BEGIN
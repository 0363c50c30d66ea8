//! # Resilience Module
//!
//! Retry with backoff and circuit breaking for requests to the platform API.
//!
//! ## Key Components
//!
//! | Component | Description |
//! |-----------|-------------|
//! | [`backoff`] | Retry strategies, [`RetryConfig`] and [`RetryCalculator`] |
//! | [`circuit_breaker`] | Three-state breaker that fails fast while the upstream is unhealthy |
//! | [`policy`] | [`ResilientRequest`], the execution loop combining both |
//!
//! ## Circuit Breaker
//!
//! - **Closed**: Normal operation, requests pass through
//! - **Open**: Failures exceeded threshold, requests fail fast
//! - **Half-Open**: Testing if service has recovered
//!
//! ```rust
//! use langbase::resilience::{CircuitBreaker, CircuitBreakerConfig};
//! use std::time::Duration;
//!
//! let config = CircuitBreakerConfig::new()
//!     .with_failure_threshold(5)
//!     .with_recovery_timeout(Duration::from_secs(30));
//! let breaker = CircuitBreaker::new(config);
//!
//! if breaker.should_allow_request() {
//!     // Make API call...
//!     breaker.record_success();
//! }
//! ```
//!
//! ## Retry
//!
//! ```rust
//! use langbase::resilience::{RetryConfig, RetryStrategy};
//! use std::time::Duration;
//!
//! let retry = RetryConfig::new()
//!     .with_strategy(RetryStrategy::Linear)
//!     .with_base_delay(Duration::from_millis(500))
//!     .with_jitter(false);
//! assert_eq!(retry.calculate_delay(3, None), Duration::from_millis(1500));
//! ```

pub mod backoff;
pub mod circuit_breaker;
pub mod policy;

pub use backoff::{RetryCalculator, RetryConfig, RetryStrategy};
pub use circuit_breaker::{CircuitBreaker, CircuitBreakerConfig, CircuitBreakerSnapshot, CircuitState};
pub use policy::ResilientRequest;

use crate::{Error, ErrorContext, Result};
use serde::{Deserialize, Serialize};
use std::time::Duration;

/// Serializable bundle of the resilience settings a client is built with.
#[derive(Debug, Clone, PartialEq, Serialize, Deserialize)]
#[serde(default)]
pub struct ResilienceConfig {
    /// When false, requests are sent once with no retry and no breaker.
    pub enabled: bool,
    pub retry: RetryConfig,
    /// `None` disables the circuit breaker.
    pub circuit_breaker: Option<CircuitBreakerConfig>,
}

impl Default for ResilienceConfig {
    fn default() -> Self {
        Self {
            enabled: true,
            retry: RetryConfig::default(),
            circuit_breaker: Some(CircuitBreakerConfig::default()),
        }
    }
}

impl ResilienceConfig {
    pub fn new() -> Self {
        Self::default()
    }

    pub fn disabled() -> Self {
        Self {
            enabled: false,
            ..Self::default()
        }
    }

    /// Load from YAML. Durations are given in (fractional) seconds.
    pub fn from_yaml_str(yaml: &str) -> Result<Self> {
        let cfg: Self = serde_yaml::from_str(yaml)?;
        cfg.validate()?;
        Ok(cfg)
    }

    /// Apply `LANGBASE_RETRY_MAX_ATTEMPTS`, `LANGBASE_BREAKER_FAILURE_THRESHOLD`
    /// and `LANGBASE_BREAKER_RECOVERY_SECS` on top of `self`.
    pub fn with_env_overrides(mut self) -> Result<Self> {
        if let Some(n) = env_parse::<u32>("LANGBASE_RETRY_MAX_ATTEMPTS")? {
            self.retry = self.retry.with_max_attempts(n);
        }
        let threshold = env_parse::<u32>("LANGBASE_BREAKER_FAILURE_THRESHOLD")?;
        let recovery = env_parse::<f64>("LANGBASE_BREAKER_RECOVERY_SECS")?;
        if threshold.is_some() || recovery.is_some() {
            let mut cb = self.circuit_breaker.take().unwrap_or_default();
            if let Some(t) = threshold {
                cb = cb.with_failure_threshold(t);
            }
            if let Some(secs) = recovery {
                let timeout = Duration::try_from_secs_f64(secs).map_err(|_| {
                    Error::configuration_with_context(
                        format!("invalid recovery timeout: {secs}"),
                        ErrorContext::new()
                            .with_field_path("LANGBASE_BREAKER_RECOVERY_SECS")
                            .with_source("resilience_config"),
                    )
                })?;
                cb = cb.with_recovery_timeout(timeout);
            }
            self.circuit_breaker = Some(cb);
        }
        Ok(self)
    }

    pub fn validate(&self) -> Result<()> {
        if self.retry.max_attempts == 0 {
            return Err(Error::configuration_with_context(
                "max_attempts must be at least 1",
                ErrorContext::new()
                    .with_field_path("retry.max_attempts")
                    .with_source("resilience_config"),
            ));
        }
        if !self.retry.multiplier.is_finite() || self.retry.multiplier <= 0.0 {
            return Err(Error::configuration_with_context(
                "multiplier must be a positive number",
                ErrorContext::new()
                    .with_field_path("retry.multiplier")
                    .with_details(self.retry.multiplier.to_string())
                    .with_source("resilience_config"),
            ));
        }
        if let Some(cb) = &self.circuit_breaker {
            if cb.failure_threshold == 0 || cb.success_threshold == 0 {
                return Err(Error::configuration_with_context(
                    "circuit breaker thresholds must be at least 1",
                    ErrorContext::new()
                        .with_field_path("circuit_breaker")
                        .with_source("resilience_config"),
                ));
            }
        }
        Ok(())
    }

    /// Build the executor, or `None` when resilience is disabled.
    pub fn build(&self) -> Option<ResilientRequest> {
        self.enabled.then(|| {
            ResilientRequest::new(
                self.retry.clone(),
                self.circuit_breaker.clone(),
                self.circuit_breaker.is_some(),
            )
        })
    }
}

fn env_parse<T: std::str::FromStr>(key: &str) -> Result<Option<T>> {
    match std::env::var(key) {
        Ok(raw) if !raw.trim().is_empty() => raw.trim().parse::<T>().map(Some).map_err(|_| {
            Error::configuration_with_context(
                format!("{key} is not a valid value"),
                ErrorContext::new()
                    .with_field_path(key)
                    .with_details(raw.clone())
                    .with_source("environment"),
            )
        }),
        _ => Ok(None),
    }
}
//! Sequential step runner with per-step timeout and retries.
//!
//! ```rust
//! use langbase::workflow::{StepConfig, StepRetry, Workflow};
//! use langbase::RetryStrategy;
//! use std::time::Duration;
//!
//! # async fn demo() -> langbase::Result<()> {
//! let mut wf = Workflow::new();
//! let summary: String = wf
//!     .step(
//!         StepConfig::new("summarize")
//!             .with_timeout(Duration::from_secs(30))
//!             .with_retries(StepRetry::new(2, Duration::from_millis(500), RetryStrategy::Exponential)),
//!         || async { Ok("done".to_string()) },
//!     )
//!     .await?;
//! assert_eq!(wf.output("summarize"), Some(&serde_json::json!(summary)));
//! # Ok(())
//! # }
//! ```

use crate::resilience::{RetryCalculator, RetryConfig, RetryStrategy};
use crate::{Error, Result};
use serde::Serialize;
use std::collections::HashMap;
use std::future::Future;
use std::time::Duration;
use tracing::{debug, info, warn};

/// Retry settings for one step. `limit` counts retries after the first attempt.
#[derive(Debug, Clone, PartialEq)]
pub struct StepRetry {
    pub limit: u32,
    pub delay: Duration,
    pub backoff: RetryStrategy,
}

impl StepRetry {
    pub fn new(limit: u32, delay: Duration, backoff: RetryStrategy) -> Self {
        Self {
            limit,
            delay,
            backoff,
        }
    }

    fn retry_config(&self) -> RetryConfig {
        RetryConfig::new()
            .with_max_attempts(self.limit.saturating_add(1))
            .with_strategy(self.backoff)
            .with_base_delay(self.delay)
            .with_max_delay(Duration::MAX)
            .with_multiplier(2.0)
            .with_jitter(false)
            .with_respect_retry_after(false)
    }
}

#[derive(Debug, Clone, PartialEq)]
pub struct StepConfig {
    pub id: String,
    pub timeout: Option<Duration>,
    pub retries: Option<StepRetry>,
}

impl StepConfig {
    pub fn new(id: impl Into<String>) -> Self {
        Self {
            id: id.into(),
            timeout: None,
            retries: None,
        }
    }

    pub fn with_timeout(mut self, timeout: Duration) -> Self {
        self.timeout = Some(timeout);
        self
    }

    pub fn with_retries(mut self, retries: StepRetry) -> Self {
        self.retries = Some(retries);
        self
    }
}

/// Runs steps one after another and keeps each step's output by id.
#[derive(Debug, Default)]
pub struct Workflow {
    debug: bool,
    outputs: HashMap<String, serde_json::Value>,
}

impl Workflow {
    pub fn new() -> Self {
        Self::default()
    }

    /// Log step progress at `info` instead of `debug`.
    pub fn with_debug(mut self, debug: bool) -> Self {
        self.debug = debug;
        self
    }

    pub fn outputs(&self) -> &HashMap<String, serde_json::Value> {
        &self.outputs
    }

    pub fn output(&self, step_id: &str) -> Option<&serde_json::Value> {
        self.outputs.get(step_id)
    }

    /// Run `op` as step `config.id`.
    ///
    /// Each attempt is bounded by `config.timeout` (a timeout fails the attempt
    /// with [`Error::StepTimeout`] and is retried like any other failure). The
    /// last error is returned once retries are exhausted. On success the
    /// output is stored under the step id, replacing any earlier value.
    pub async fn step<T, F, Fut>(&mut self, config: StepConfig, mut op: F) -> Result<T>
    where
        T: Serialize,
        F: FnMut() -> Fut,
        Fut: Future<Output = Result<T>>,
    {
        let retry = config.retries.as_ref().map(StepRetry::retry_config);
        let max_attempts = retry.as_ref().map(|r| r.max_attempts).unwrap_or(1);
        self.log_step(&config);

        let mut attempt: u32 = 1;
        let value = loop {
            let result = match config.timeout {
                Some(limit) => match tokio::time::timeout(limit, op()).await {
                    Ok(r) => r,
                    Err(_) => Err(Error::StepTimeout {
                        step_id: config.id.clone(),
                        timeout: limit,
                    }),
                },
                None => op().await,
            };

            match (result, &retry) {
                (Ok(value), _) => break value,
                (Err(err), Some(retry)) if attempt < max_attempts => {
                    let delay = RetryCalculator::calculate_delay(attempt, retry, None);
                    if self.debug {
                        warn!(
                            step = config.id.as_str(),
                            attempt,
                            delay_ms = delay.as_millis() as u64,
                            error = %err,
                            "Attempt {} failed, retrying in {}ms",
                            attempt,
                            delay.as_millis()
                        );
                    } else {
                        debug!(step = config.id.as_str(), attempt, error = %err, "step attempt failed");
                    }
                    tokio::time::sleep(delay).await;
                    attempt += 1;
                }
                (Err(err), _) => return Err(err),
            }
        };

        self.outputs
            .insert(config.id.clone(), serde_json::to_value(&value)?);
        if self.debug {
            info!(step = config.id.as_str(), attempts = attempt, "Completed step: {}", config.id);
        }
        Ok(value)
    }

    fn log_step(&self, config: &StepConfig) {
        if !self.debug {
            debug!(step = config.id.as_str(), "starting step");
            return;
        }
        info!(
            step = config.id.as_str(),
            timeout_ms = config.timeout.map(|t| t.as_millis() as u64),
            retry_limit = config.retries.as_ref().map(|r| r.limit),
            "Starting step: {}",
            config.id
        );
    }
}
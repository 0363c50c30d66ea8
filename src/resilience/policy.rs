//! Retry decision and execution loop combining backoff with the circuit breaker.

use crate::resilience::backoff::{RetryCalculator, RetryConfig};
use crate::resilience::circuit_breaker::{CircuitBreaker, CircuitBreakerConfig};
use crate::transport::ResponseMeta;
use crate::{Error, Result};
use reqwest::header::RETRY_AFTER;
use std::future::Future;
use std::sync::Arc;
use std::time::Duration;
use tracing::{debug, warn};

/// Runs an attempt function under a retry policy and an optional circuit breaker.
///
/// Only the final outcome of a call is reported to the breaker: intermediate
/// failures that are retried do not count toward opening it.
#[derive(Debug)]
pub struct ResilientRequest {
    retry_config: Arc<RetryConfig>,
    circuit_breaker: Option<CircuitBreaker>,
}

impl Default for ResilientRequest {
    fn default() -> Self {
        Self::new(RetryConfig::default(), None, true)
    }
}

impl ResilientRequest {
    /// A breaker is created when `enable_circuit_breaker` is set, using
    /// `circuit_breaker_config` or the defaults.
    pub fn new(
        retry_config: RetryConfig,
        circuit_breaker_config: Option<CircuitBreakerConfig>,
        enable_circuit_breaker: bool,
    ) -> Self {
        let circuit_breaker = enable_circuit_breaker
            .then(|| CircuitBreaker::new(circuit_breaker_config.unwrap_or_default()));
        Self {
            retry_config: Arc::new(retry_config),
            circuit_breaker,
        }
    }

    pub fn retry_config(&self) -> &RetryConfig {
        &self.retry_config
    }

    pub fn circuit_breaker(&self) -> Option<&CircuitBreaker> {
        self.circuit_breaker.as_ref()
    }

    /// True if the error's kind is retryable, or the response status is.
    pub fn should_retry(&self, err: &Error, response: Option<&ResponseMeta>) -> bool {
        let kind = err.kind();
        if self.retry_config.retry_on_kinds.iter().any(|k| kind.is_a(*k)) {
            return true;
        }
        response
            .map(|r| r.status.as_u16())
            .or_else(|| err.status())
            .map(|status| self.retry_config.retry_on_status_codes.contains(&status))
            .unwrap_or(false)
    }

    /// `Retry-After` as a number of seconds.
    ///
    /// HTTP-date values, negative and non-finite numbers yield `None`.
    pub fn get_retry_after(response: Option<&ResponseMeta>) -> Option<Duration> {
        let raw = response?.header(RETRY_AFTER.as_str())?;
        let secs: f64 = raw.parse().ok()?;
        if !secs.is_finite() || secs < 0.0 {
            return None;
        }
        Duration::try_from_secs_f64(secs).ok()
    }

    /// Execute `attempt_fn` until it succeeds, the error is not retryable, or
    /// attempts are exhausted. The attempt number (starting at 1) is passed in.
    ///
    /// Fails fast with [`Error::CircuitOpen`] when the breaker refuses, without
    /// invoking `attempt_fn`. Exhaustion returns the last error unchanged.
    pub async fn execute<T, F, Fut>(&self, endpoint: &str, mut attempt_fn: F) -> Result<T>
    where
        F: FnMut(u32) -> Fut,
        Fut: Future<Output = Result<T>>,
    {
        let max_attempts = self.retry_config.max_attempts.max(1);
        let mut attempt: u32 = 1;

        loop {
            if let Some(cb) = &self.circuit_breaker {
                if !cb.should_allow_request() {
                    warn!(endpoint, attempt, "circuit breaker open, request not attempted");
                    return Err(Error::CircuitOpen {
                        endpoint: endpoint.to_string(),
                    });
                }
            }

            match attempt_fn(attempt).await {
                Ok(value) => {
                    if let Some(cb) = &self.circuit_breaker {
                        cb.record_success();
                    }
                    return Ok(value);
                }
                Err(err) => {
                    let response = err.response();
                    if attempt < max_attempts && self.should_retry(&err, response) {
                        let retry_after = Self::get_retry_after(response);
                        let delay =
                            RetryCalculator::calculate_delay(attempt, &self.retry_config, retry_after);
                        warn!(
                            endpoint,
                            attempt,
                            max_attempts,
                            delay_ms = delay.as_millis() as u64,
                            error_kind = ?err.kind(),
                            error = %err,
                            "request failed, retrying"
                        );
                        tokio::time::sleep(delay).await;
                        attempt += 1;
                        continue;
                    }

                    if let Some(cb) = &self.circuit_breaker {
                        cb.record_failure(&err);
                    }
                    debug!(
                        endpoint,
                        attempt,
                        error_kind = ?err.kind(),
                        "request failed, giving up"
                    );
                    return Err(err);
                }
            }
        }
    }
}

#[cfg(test)]
mod tests {
    use super::*;
    use crate::resilience::CircuitState;
    use crate::ErrorKind;
    use reqwest::header::{HeaderMap, HeaderValue};
    use reqwest::StatusCode;
    use std::sync::atomic::{AtomicU32, Ordering};

    fn fast_retry(attempts: u32) -> RetryConfig {
        RetryConfig::new()
            .with_max_attempts(attempts)
            .with_base_delay(Duration::from_millis(1))
            .with_jitter(false)
    }

    fn meta_with_retry_after(value: &'static str) -> ResponseMeta {
        let mut headers = HeaderMap::new();
        headers.insert("Retry-After", HeaderValue::from_static(value));
        ResponseMeta::new(StatusCode::TOO_MANY_REQUESTS, headers)
    }

    #[test]
    fn test_should_retry_by_status_and_kind() {
        let req = ResilientRequest::new(
            RetryConfig::new()
                .with_retry_on_status_codes([429])
                .with_retry_on_kinds([ErrorKind::Connection]),
            None,
            false,
        );

        assert!(req.should_retry(&Error::api(429, "slow down"), None));
        assert!(!req.should_retry(&Error::api(404, "missing"), None));
        assert!(req.should_retry(&Error::connection("reset"), None));
        assert!(req.should_retry(&Error::timeout("slow"), None));

        let resp = meta_with_retry_after("1");
        assert!(req.should_retry(&Error::connection("x"), Some(&resp)));
    }

    #[test]
    fn test_get_retry_after() {
        assert_eq!(
            ResilientRequest::get_retry_after(Some(&meta_with_retry_after("30"))),
            Some(Duration::from_secs(30))
        );
        assert_eq!(
            ResilientRequest::get_retry_after(Some(&meta_with_retry_after("1.5"))),
            Some(Duration::from_millis(1500))
        );
        assert_eq!(
            ResilientRequest::get_retry_after(Some(&meta_with_retry_after(
                "Wed, 21 Oct 2015 07:28:00 GMT"
            ))),
            None
        );
        assert_eq!(
            ResilientRequest::get_retry_after(Some(&meta_with_retry_after("-5"))),
            None
        );
        assert_eq!(ResilientRequest::get_retry_after(None), None);
    }

    #[tokio::test]
    async fn test_execute_retries_then_succeeds() {
        let req = ResilientRequest::new(fast_retry(3), None, true);
        let calls = AtomicU32::new(0);

        let result = req
            .execute("/v1/pipes/run", |attempt| {
                calls.fetch_add(1, Ordering::SeqCst);
                async move {
                    if attempt < 3 {
                        Err(Error::api(503, "unavailable"))
                    } else {
                        Ok(attempt)
                    }
                }
            })
            .await
            .unwrap();

        assert_eq!(result, 3);
        assert_eq!(calls.load(Ordering::SeqCst), 3);
        assert_eq!(req.circuit_breaker().unwrap().state(), CircuitState::Closed);
    }

    #[tokio::test]
    async fn test_execute_returns_last_error_when_exhausted() {
        let req = ResilientRequest::new(fast_retry(2), None, false);
        let calls = AtomicU32::new(0);

        let err = req
            .execute("/v1/pipes/run", |attempt| {
                calls.fetch_add(1, Ordering::SeqCst);
                async move { Err::<(), _>(Error::api(500, format!("boom {attempt}"))) }
            })
            .await
            .unwrap_err();

        assert_eq!(calls.load(Ordering::SeqCst), 2);
        assert_eq!(err.status(), Some(500));
        assert_eq!(err.to_string(), "500 boom 2");
    }

    #[tokio::test]
    async fn test_non_retryable_error_is_not_retried() {
        let req = ResilientRequest::new(fast_retry(5), None, false);
        let calls = AtomicU32::new(0);

        let err = req
            .execute("/v1/pipes/run", |_| {
                calls.fetch_add(1, Ordering::SeqCst);
                async { Err::<(), _>(Error::api(400, "bad")) }
            })
            .await
            .unwrap_err();

        assert_eq!(calls.load(Ordering::SeqCst), 1);
        assert_eq!(err.kind(), ErrorKind::BadRequest);
    }

    #[tokio::test]
    async fn test_open_circuit_fails_fast() {
        let req = ResilientRequest::new(
            fast_retry(1),
            Some(
                CircuitBreakerConfig::new()
                    .with_failure_threshold(2)
                    .with_recovery_timeout(Duration::from_secs(60)),
            ),
            true,
        );
        let calls = AtomicU32::new(0);

        for _ in 0..2 {
            let _ = req
                .execute("/v1/pipes/run", |_| {
                    calls.fetch_add(1, Ordering::SeqCst);
                    async { Err::<(), _>(Error::connection("refused")) }
                })
                .await;
        }
        assert_eq!(req.circuit_breaker().unwrap().state(), CircuitState::Open);

        let err = req
            .execute("/v1/pipes/run", |_| {
                calls.fetch_add(1, Ordering::SeqCst);
                async { Ok(()) }
            })
            .await
            .unwrap_err();

        assert!(matches!(err, Error::CircuitOpen { .. }));
        assert_eq!(calls.load(Ordering::SeqCst), 2);
    }
}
END
-- Task prompt --
Starting from the line that contains "async fn test_open_circuit_fails_fast()", give again every line to the last line of the data, exactly. Include nothing else.

-- Exercise solution --
    async fn test_open_circuit_fails_fast() {
        let req = ResilientRequest::new(
            fast_retry(1),
            Some(
                CircuitBreakerConfig::new()
                    .with_failure_threshold(2)
                    .with_recovery_timeout(Duration::from_secs(60)),
            ),
            true,
        );
        let calls = AtomicU32::new(0);

        for _ in 0..2 {
            let _ = req
                .execute("/v1/pipes/run", |_| {
                    calls.fetch_add(1, Ordering::SeqCst);
                    async { Err::<(), _>(Error::connection("refused")) }
                })
                .await;
        }
        assert_eq!(req.circuit_breaker().unwrap().state(), CircuitState::Open);

        let err = req
            .execute("/v1/pipes/run", |_| {
                calls.fetch_add(1, Ordering::SeqCst);
                async { Ok(()) }
            })
            .await
            .unwrap_err();

        assert!(matches!(err, Error::CircuitOpen { .. }));
        assert_eq!(calls.load(Ordering::SeqCst), 2);
    }
}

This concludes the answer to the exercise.